I tried to move some heavy calulations to a separate thread as dfemonstrated on
the LongRunningTasks wiki page. I did that by passing a reference to the method
which does the calculation to the Thread class on creation and have it called
from the Thread's run method. Is that allowed when threading?
Presumably you mean that you used...
x = threading.Thread(target=obj.method, args=...)
x.start()
or some variant thereof. Yes, that should work just fine. You may need
to use Queue, wx.CallAfter or wx.FutureCall to get the result back to
the GUI thread, but it should work. If you want to try something else,
there is also wx.lib.DelayedResult, which was designed with this kind of
thing in mind.
I noticed strange
behaviour of the application, e.g. window repainting is delayed/lost even after
the calculation thread has finished, the application sometimes completely
crashes with a X error (Xlib: unexpected async reply (sequence 0x8ff34)!) and
the caluclation seems to run much slower in its own thread.

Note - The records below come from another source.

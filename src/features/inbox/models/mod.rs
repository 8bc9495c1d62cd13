mod message;

pub use message::{InboxRow, Message, NewMessage, UnreadSnapshot};
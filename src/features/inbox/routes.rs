use axum::{
    routing::{get, post},
    Router,
};
use std::sync::Arc;

use crate::features::inbox::handlers::{
    list_messages, mark_read, send_message, stream_inbox, unread_count,
};
use crate::features::inbox::services::InboxService;
use crate::modules::realtime::RealtimeHub;

/// Inbox routes; every one of them requires an authenticated caller
pub fn routes(inbox_service: Arc<InboxService>, hub: Arc<RealtimeHub>) -> Router {
    let inbox = Router::new()
        .route("/api/inbox/mark-read", post(mark_read))
        .route("/api/inbox/unread-count", get(unread_count))
        .route("/api/inbox/messages", post(list_messages))
        .route("/api/inbox/send", post(send_message))
        .with_state(inbox_service);

    let stream = Router::new()
        .route("/api/inbox/stream", get(stream_inbox))
        .with_state(hub);

    inbox.merge(stream)
}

Show the code that you are using to create the thread. I suspect that
you may not be creating another thread. Because of the way Python
threading works, while you have two threads running (the main GUI thread
and your worker thread), both will necessarily run slower than if you
were only running one or the other. Depending on what your worker
thread is doing while your GUI thread is churning along, there is a
chance that you could have issues (I've had issues with wx.FileConfig).